WHAT IS NEEDED: In the data below, find the line containing "filename shared/src/models/weather.rs", then set down that line and every later line up to and including the line containing "pub struct WeatherSnapshot", exactly.

RECORDS SUPPLIED:
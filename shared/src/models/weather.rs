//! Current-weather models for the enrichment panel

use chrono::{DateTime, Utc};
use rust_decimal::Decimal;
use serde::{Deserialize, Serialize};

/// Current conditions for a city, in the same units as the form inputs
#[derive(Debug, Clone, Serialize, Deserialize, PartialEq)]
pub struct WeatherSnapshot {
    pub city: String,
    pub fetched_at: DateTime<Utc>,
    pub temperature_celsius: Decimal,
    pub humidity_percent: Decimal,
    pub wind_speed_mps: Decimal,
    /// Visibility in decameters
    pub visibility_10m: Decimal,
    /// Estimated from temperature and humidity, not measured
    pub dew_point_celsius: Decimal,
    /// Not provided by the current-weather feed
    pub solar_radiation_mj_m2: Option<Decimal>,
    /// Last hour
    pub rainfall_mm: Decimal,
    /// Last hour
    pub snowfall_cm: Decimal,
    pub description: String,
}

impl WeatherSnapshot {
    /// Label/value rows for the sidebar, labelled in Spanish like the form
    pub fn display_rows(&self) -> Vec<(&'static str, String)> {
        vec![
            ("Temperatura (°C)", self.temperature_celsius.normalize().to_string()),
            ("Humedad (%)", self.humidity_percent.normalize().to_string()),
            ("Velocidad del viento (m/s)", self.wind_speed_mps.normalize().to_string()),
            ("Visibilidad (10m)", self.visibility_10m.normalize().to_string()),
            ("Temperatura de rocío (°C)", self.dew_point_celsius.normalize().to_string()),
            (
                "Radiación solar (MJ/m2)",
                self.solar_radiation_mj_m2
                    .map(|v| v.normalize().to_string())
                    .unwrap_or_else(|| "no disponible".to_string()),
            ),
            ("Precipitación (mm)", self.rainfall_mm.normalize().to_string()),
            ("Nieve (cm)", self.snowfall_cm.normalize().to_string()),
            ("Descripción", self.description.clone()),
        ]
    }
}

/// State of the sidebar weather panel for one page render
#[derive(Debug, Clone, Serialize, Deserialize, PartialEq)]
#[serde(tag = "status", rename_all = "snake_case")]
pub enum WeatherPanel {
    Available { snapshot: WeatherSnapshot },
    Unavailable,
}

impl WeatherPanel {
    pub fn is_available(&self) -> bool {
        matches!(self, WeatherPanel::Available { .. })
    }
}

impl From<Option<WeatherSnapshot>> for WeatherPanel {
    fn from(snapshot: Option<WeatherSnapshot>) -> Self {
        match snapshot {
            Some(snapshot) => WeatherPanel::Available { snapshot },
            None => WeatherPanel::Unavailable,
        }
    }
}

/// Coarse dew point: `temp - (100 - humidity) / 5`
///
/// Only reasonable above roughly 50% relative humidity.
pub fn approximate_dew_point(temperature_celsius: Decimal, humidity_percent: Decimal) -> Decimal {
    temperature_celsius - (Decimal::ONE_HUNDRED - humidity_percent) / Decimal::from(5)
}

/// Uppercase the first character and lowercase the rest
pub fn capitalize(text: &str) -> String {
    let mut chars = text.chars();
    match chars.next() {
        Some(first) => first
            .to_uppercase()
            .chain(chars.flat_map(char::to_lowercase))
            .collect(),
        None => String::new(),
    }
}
---
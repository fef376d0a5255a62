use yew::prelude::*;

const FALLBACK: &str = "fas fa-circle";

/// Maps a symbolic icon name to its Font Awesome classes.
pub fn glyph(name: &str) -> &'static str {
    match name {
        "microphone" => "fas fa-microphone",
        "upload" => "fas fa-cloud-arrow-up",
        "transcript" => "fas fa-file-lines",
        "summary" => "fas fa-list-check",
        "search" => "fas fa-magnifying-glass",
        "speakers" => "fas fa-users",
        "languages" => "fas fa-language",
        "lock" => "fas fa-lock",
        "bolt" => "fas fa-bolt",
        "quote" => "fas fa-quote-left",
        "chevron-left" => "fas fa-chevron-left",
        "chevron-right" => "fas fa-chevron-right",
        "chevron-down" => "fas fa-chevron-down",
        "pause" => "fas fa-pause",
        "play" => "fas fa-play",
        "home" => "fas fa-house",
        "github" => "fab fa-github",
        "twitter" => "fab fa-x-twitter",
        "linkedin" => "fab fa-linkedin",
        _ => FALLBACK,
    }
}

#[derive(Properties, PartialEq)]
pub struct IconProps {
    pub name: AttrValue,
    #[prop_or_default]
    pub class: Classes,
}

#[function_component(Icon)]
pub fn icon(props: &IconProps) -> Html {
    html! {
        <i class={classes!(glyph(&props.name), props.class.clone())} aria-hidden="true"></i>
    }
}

EXERCISE RESPONSE:
filename shared/src/models/weather.rs
//! Current-weather models for the enrichment panel

use chrono::{DateTime, Utc};
use rust_decimal::Decimal;
use serde::{Deserialize, Serialize};

/// Current conditions for a city, in the same units as the form inputs
#[derive(Debug, Clone, Serialize, Deserialize, PartialEq)]
pub struct WeatherSnapshot {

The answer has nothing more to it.